Stored items
________

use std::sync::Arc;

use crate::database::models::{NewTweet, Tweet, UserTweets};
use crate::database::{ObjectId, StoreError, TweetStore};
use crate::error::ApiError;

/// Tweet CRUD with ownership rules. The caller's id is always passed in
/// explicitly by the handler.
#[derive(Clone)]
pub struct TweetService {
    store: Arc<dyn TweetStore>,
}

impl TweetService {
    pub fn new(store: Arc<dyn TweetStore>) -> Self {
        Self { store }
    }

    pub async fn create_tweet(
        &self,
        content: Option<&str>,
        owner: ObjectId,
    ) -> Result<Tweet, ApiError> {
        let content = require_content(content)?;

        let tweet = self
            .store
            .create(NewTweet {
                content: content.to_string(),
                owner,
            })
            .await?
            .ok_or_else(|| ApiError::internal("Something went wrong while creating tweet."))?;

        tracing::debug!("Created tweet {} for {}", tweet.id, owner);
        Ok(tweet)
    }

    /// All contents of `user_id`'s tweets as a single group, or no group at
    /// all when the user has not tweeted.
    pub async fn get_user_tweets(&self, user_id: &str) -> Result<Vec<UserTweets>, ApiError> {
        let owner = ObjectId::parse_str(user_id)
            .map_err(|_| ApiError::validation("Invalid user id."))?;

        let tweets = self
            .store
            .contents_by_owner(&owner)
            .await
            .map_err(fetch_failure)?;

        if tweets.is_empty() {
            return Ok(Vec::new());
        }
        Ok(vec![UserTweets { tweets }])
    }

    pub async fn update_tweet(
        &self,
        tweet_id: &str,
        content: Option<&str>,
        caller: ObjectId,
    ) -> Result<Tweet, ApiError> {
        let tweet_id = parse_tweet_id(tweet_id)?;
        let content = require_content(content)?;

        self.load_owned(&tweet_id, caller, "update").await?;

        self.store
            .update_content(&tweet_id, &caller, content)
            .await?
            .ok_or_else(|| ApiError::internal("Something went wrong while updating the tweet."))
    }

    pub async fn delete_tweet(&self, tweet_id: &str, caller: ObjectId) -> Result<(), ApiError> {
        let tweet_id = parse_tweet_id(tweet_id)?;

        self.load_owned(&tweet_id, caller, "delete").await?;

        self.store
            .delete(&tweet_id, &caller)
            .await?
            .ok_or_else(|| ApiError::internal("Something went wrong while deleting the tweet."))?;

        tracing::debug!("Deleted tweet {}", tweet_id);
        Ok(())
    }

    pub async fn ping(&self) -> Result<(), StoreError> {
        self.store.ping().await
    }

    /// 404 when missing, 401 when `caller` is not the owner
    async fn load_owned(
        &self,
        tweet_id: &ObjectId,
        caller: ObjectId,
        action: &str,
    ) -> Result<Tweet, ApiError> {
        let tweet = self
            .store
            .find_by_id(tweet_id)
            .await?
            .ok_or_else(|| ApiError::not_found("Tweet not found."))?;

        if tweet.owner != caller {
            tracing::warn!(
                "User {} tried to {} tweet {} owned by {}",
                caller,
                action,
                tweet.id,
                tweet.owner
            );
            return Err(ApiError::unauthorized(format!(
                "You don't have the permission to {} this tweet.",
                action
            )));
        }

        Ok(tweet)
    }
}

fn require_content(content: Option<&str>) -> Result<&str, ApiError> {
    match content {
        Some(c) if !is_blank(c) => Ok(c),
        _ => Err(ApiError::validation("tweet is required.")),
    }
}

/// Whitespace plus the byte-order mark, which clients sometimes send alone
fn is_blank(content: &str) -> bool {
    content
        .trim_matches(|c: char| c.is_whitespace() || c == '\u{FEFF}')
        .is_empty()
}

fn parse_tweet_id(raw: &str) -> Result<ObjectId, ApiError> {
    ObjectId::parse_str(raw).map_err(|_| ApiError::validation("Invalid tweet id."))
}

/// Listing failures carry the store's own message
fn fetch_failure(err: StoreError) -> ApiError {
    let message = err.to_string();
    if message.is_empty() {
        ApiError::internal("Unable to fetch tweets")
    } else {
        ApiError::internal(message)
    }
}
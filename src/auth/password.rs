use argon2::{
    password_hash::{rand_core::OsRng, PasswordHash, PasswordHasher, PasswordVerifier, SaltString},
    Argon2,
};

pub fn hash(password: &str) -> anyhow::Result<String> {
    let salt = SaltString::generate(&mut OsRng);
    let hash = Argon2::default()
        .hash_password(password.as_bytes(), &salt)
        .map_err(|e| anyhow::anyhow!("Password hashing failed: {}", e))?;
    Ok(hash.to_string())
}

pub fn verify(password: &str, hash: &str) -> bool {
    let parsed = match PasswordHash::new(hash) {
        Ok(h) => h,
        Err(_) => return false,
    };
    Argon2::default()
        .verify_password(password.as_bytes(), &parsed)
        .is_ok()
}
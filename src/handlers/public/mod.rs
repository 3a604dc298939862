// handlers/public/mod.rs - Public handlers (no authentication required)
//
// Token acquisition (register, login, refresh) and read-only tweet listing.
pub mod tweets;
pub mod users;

________

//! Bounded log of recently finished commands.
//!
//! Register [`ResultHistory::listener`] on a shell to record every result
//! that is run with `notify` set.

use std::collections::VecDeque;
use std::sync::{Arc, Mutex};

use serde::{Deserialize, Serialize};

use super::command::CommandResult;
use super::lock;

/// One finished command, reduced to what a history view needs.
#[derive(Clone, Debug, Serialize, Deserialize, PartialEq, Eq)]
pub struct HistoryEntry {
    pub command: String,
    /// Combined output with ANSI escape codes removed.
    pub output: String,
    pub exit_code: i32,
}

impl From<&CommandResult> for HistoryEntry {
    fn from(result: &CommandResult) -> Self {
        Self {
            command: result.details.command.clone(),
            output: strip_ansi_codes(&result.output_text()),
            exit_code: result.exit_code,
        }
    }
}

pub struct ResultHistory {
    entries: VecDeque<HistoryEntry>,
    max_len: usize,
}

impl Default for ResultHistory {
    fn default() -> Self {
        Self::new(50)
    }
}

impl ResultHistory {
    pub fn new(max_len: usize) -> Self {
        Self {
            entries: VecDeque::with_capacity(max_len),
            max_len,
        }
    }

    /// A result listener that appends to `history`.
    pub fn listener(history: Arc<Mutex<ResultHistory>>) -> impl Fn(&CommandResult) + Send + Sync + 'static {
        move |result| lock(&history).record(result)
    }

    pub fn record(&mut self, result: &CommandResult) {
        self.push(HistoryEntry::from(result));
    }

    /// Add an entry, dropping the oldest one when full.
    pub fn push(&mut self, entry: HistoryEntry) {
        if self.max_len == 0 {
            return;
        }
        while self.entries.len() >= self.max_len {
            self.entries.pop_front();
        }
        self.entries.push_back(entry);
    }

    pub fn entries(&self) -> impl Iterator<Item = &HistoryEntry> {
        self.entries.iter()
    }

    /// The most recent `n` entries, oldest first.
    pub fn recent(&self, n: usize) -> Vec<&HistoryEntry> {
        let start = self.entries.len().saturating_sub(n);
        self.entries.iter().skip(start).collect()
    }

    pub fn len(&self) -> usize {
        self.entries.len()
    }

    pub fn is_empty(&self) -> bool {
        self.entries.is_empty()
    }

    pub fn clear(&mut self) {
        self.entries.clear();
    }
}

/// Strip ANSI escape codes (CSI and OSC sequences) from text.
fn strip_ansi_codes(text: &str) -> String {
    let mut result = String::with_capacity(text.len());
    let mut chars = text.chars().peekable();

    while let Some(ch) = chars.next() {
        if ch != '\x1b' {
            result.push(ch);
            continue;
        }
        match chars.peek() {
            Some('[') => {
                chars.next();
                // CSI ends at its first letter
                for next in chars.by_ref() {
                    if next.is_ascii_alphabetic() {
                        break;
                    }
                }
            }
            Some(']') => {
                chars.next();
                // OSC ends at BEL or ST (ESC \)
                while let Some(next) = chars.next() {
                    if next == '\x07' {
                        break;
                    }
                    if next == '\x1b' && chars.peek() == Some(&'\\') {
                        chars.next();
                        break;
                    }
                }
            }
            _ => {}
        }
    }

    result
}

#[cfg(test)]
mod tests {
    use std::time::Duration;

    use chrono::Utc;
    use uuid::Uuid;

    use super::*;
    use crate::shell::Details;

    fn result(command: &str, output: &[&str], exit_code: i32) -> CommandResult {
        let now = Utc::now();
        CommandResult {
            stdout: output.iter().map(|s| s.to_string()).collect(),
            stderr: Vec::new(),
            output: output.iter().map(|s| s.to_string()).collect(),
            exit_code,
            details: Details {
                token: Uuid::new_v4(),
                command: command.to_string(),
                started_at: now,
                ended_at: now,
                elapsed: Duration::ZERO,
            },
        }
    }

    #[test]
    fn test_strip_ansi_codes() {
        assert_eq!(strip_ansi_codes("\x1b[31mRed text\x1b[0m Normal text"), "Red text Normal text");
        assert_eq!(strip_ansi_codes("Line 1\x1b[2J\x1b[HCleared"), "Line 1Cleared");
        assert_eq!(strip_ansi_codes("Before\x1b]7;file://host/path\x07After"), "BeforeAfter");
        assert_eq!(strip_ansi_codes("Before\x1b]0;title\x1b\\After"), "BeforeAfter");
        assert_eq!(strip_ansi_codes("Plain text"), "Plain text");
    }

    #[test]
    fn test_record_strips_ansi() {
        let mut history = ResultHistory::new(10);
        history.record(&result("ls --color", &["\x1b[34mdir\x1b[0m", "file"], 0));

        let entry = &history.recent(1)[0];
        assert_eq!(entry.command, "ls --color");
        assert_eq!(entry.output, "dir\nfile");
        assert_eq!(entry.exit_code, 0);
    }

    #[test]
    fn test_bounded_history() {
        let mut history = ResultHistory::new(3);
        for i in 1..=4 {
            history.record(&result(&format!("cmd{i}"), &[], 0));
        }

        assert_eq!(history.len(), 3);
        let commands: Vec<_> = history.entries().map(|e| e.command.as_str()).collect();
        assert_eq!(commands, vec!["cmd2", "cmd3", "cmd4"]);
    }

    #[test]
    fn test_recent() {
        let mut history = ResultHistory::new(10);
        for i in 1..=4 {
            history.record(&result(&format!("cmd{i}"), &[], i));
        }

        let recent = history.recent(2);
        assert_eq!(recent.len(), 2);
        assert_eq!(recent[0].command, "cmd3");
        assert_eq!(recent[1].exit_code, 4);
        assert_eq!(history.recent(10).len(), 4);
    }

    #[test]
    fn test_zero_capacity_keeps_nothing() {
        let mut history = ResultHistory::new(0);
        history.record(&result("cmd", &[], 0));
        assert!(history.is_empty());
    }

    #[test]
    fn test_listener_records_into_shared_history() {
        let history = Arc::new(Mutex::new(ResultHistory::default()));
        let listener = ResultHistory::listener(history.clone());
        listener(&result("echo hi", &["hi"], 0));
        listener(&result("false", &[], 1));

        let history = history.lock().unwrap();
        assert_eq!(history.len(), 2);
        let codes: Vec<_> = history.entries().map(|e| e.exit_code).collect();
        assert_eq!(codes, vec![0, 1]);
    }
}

________

▶ _WORK ITEM_
Each line with the word "commands" in the records above belongs in the result; copy all of them.

▶ _SOLVED PROBLEM_
//! Bounded log of recently finished commands.
        let commands: Vec<_> = history.entries().map(|e| e.command.as_str()).collect();
        assert_eq!(commands, vec!["cmd2", "cmd3", "cmd4"]);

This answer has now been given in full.